Me retrouver moi, m’ancrer, savoir qui je suis : 16 femmes marchent contre les violences intrafamiliales

Ce dimanche 9 août 2026, à Saintes, en Charente-Maritime, 16 femmes ont entamé un parcours de 400 kilomètres sur les chemins de Saint-Jacques de Compostelle. Elles marchent avec l’association AVVIF 17, dédiée aux victimes de violences intrafamiliales, dans l’espoir de se reconstruire et de sensibiliser le public à cette problématique souvent taboue.

Julie Quintel, directrice de l’association, a pris la tête de cette marche. « À dans trois semaines, hein ? » s’est-elle exclamée, bâton de marche à la main. Le trajet, qui s’étendra sur 18 jours, a pour but de créer un échange avec les communautés locales à travers les villages traversés. « On a envoyé des mails à toutes les mairies de tous les villages qu’on va traverser afin qu’on puisse avoir un échange », a-t-elle précisé.

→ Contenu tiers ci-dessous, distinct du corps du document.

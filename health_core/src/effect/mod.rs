//! HealthEffect - Combined effect of every health module affecting a crew member

mod radiation;

pub use radiation::exposure;

use crate::config::HealthSettings;
use crate::module::{HealthModule, ALL_FACTORS};
use crate::types::EvaluationMode;
use crate::vessel::{Part, Vessel};
use serde::{Deserialize, Serialize};
use std::collections::BTreeMap;
use tracing::debug;

/// Aggregate of all active module configurations in scope
///
/// Rebuilt whenever it is needed and never persisted. Recuperation, decay,
/// space and shielding add up across modules; multipliers on the same factor
/// multiply.
#[derive(Debug, Clone, PartialEq, Serialize, Deserialize)]
pub struct HealthEffect {
    /// Flat HP/day from modules
    pub hp_per_day: f64,
    /// Total recuperation, %/day
    pub recuperation: f64,
    /// Total decay, %/day
    pub decay: f64,
    /// Combined multiplier by lowercased factor name
    pub multipliers: BTreeMap<String, f64>,
    pub space: f64,
    /// Total halving-thicknesses
    pub shielding: f64,
    /// Total radioactive emission per day
    pub radioactivity: f64,
    /// Share of radiation that gets through the vessel's shielding
    pub vessel_exposure: f64,
    /// Share that gets through in the best-shielded part
    pub shelter_exposure: f64,
    /// Modules switched off because their resource ran short
    pub starving_modules: Vec<u32>,
}

impl Default for HealthEffect {
    fn default() -> Self {
        HealthEffect {
            hp_per_day: 0.0,
            recuperation: 0.0,
            decay: 0.0,
            multipliers: BTreeMap::new(),
            space: 0.0,
            shielding: 0.0,
            radioactivity: 0.0,
            vessel_exposure: 1.0,
            shelter_exposure: 1.0,
            starving_modules: Vec::new(),
        }
    }
}

impl HealthEffect {
    /// A neutral effect: no modules, full exposure
    pub fn new() -> Self {
        Self::default()
    }

    /// Effect enjoyed by crew resting at the home base
    pub fn at_home(settings: &HealthSettings) -> Self {
        HealthEffect {
            recuperation: settings.hp.home_recuperation,
            ..Self::default()
        }
    }

    /// Vessel-wide effect, ignoring modules that only serve their own part
    pub fn for_vessel(vessel: &Vessel, mode: EvaluationMode) -> Self {
        Self::build(vessel, None, mode)
    }

    /// Effect on a crew member seated in `part_id`
    ///
    /// Includes vessel-wide modules plus part-only modules of that part.
    pub fn for_crew(vessel: &Vessel, part_id: Option<u32>, mode: EvaluationMode) -> Self {
        Self::build(vessel, part_id, mode)
    }

    fn build(vessel: &Vessel, part_id: Option<u32>, mode: EvaluationMode) -> Self {
        let mut effect = HealthEffect::new();
        let vessel_crew = vessel.crew_count();
        let mut best_local_shielding = 0.0f64;

        for part in &vessel.parts {
            let own_part = part_id == Some(part.id);
            for module in &part.modules {
                if module.config().part_crew_only && !own_part {
                    continue;
                }
                let affected = module.affected_crew(part.crew.len(), vessel_crew);
                effect.add_module(module, affected, mode);
            }
            best_local_shielding = best_local_shielding.max(local_shielding(part, mode));
        }

        // Shielding of the crew member's own part is already in the total
        let shelter_bonus = if part_id.is_some() {
            (best_local_shielding - own_local_shielding(vessel, part_id, mode)).max(0.0)
        } else {
            best_local_shielding
        };
        effect.vessel_exposure = exposure(effect.shielding);
        effect.shelter_exposure = exposure(effect.shielding + shelter_bonus);

        debug!(vessel = %vessel.name, "Health effect: {}", effect.summary());
        effect
    }

    /// Fold one module into the aggregate
    ///
    /// Returns false if the module is inactive (switched off, disabled for the
    /// estimate, or starving) and contributed nothing.
    pub fn add_module(&mut self, module: &HealthModule, affected: usize, mode: EvaluationMode) -> bool {
        if module.starving && module.is_active && !module.is_always_active() {
            self.starving_modules.push(module.id);
        }
        if !module.is_module_active(mode) {
            return false;
        }

        let config = module.config();
        self.hp_per_day += config.hp_change_per_day;
        self.recuperation += module.recuperation_power(affected);
        self.decay += module.decay_power(affected);
        if config.multiplier != 1.0 {
            self.combine_multiplier(&config.multiply_factor, module.multiplier_power(affected));
        }
        self.space += config.space;
        self.shielding += config.shielding;
        self.radioactivity += config.radioactivity;
        true
    }

    /// Multiply a factor's combined multiplier by `multiplier`
    pub fn combine_multiplier(&mut self, factor_name: &str, multiplier: f64) {
        if multiplier == 1.0 {
            return;
        }
        *self
            .multipliers
            .entry(factor_name.to_lowercase())
            .or_insert(1.0) *= multiplier;
    }

    /// Multiplier applied to the named factor, including "All" multipliers
    pub fn multiplier(&self, factor_name: &str) -> f64 {
        let own = self
            .multipliers
            .get(&factor_name.to_lowercase())
            .copied()
            .unwrap_or(1.0);
        let all = self
            .multipliers
            .get(&ALL_FACTORS.to_lowercase())
            .copied()
            .unwrap_or(1.0);
        own * all
    }

    /// Recuperation left after decay, never negative
    pub fn effective_recuperation(&self) -> f64 {
        (self.recuperation - self.decay).max(0.0)
    }

    /// Radiation dose per day that reaches the crew
    pub fn dose_per_day(&self, ambient: f64) -> f64 {
        (ambient + self.radioactivity) * self.vessel_exposure
    }

    pub fn is_starving(&self) -> bool {
        !self.starving_modules.is_empty()
    }

    pub fn summary(&self) -> String {
        format!(
            "HP: {:.1}/day; recuperation: {:.1}%; decay: {:.1}%; multipliers: {:?}; space: {:.1}; shielding: {:.1}; radioactivity: {:.0}; exposure: {:.3}",
            self.hp_per_day,
            self.recuperation,
            self.decay,
            self.multipliers,
            self.space,
            self.shielding,
            self.radioactivity,
            self.vessel_exposure
        )
    }
}

fn local_shielding(part: &Part, mode: EvaluationMode) -> f64 {
    part.modules
        .iter()
        .filter(|m| m.config().part_crew_only && m.is_module_active(mode))
        .map(|m| m.config().shielding)
        .sum()
}

fn own_local_shielding(vessel: &Vessel, part_id: Option<u32>, mode: EvaluationMode) -> f64 {
    vessel
        .parts
        .iter()
        .find(|p| Some(p.id) == part_id)
        .map(|p| local_shielding(p, mode))
        .unwrap_or(0.0)
}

Les participantes, vêtues de violet et portant chapeaux de paille, ont commencé leur périple avec une première étape à Pons, à environ 20 kilomètres de Saintes. Carole, l’une des marcheuses, a rejoint l’association en tant que bénévole après avoir subi des violences intrafamiliales dans son enfance. Pour elle, cette randonnée représente bien plus qu’un défi physique. « C’est pour me retrouver moi, m’ancrer, savoir qui je suis », a-t-elle déclaré.

Aurélie, également victime de violences, a exprimé son désir d’échanger des expériences avec les autres participantes. « On va aussi se retrouver seules, pour se recentrer sur soi-même, voir où sont nos valeurs, se reconstruire », a-t-elle ajouté.

Cette marche a été préparée pendant un an, avec des événements caritatifs et un financement participatif qui a rapporté plus de 5 000 euros. L’association a également reçu le soutien des Pélerins de Saintes. Julie Quintel a souligné que « on n’est pas victime toute sa vie, on peut avancer, reprendre sa vie en main, son pouvoir d’agir ».

Les 400 kilomètres à parcourir se termineront à Saint-Jean-Pied-de-Port le 27 août. Une voiture suivra le groupe pour aider celles qui pourraient rencontrer des difficultés. L’objectif n’est pas seulement d’arriver au bout, mais de tirer un maximum de bénéfices de cette expérience. « Ce qui est important, c’est vraiment se retrouver soi-même, se réapproprier son corps, son esprit », a conclu Julie Quintel.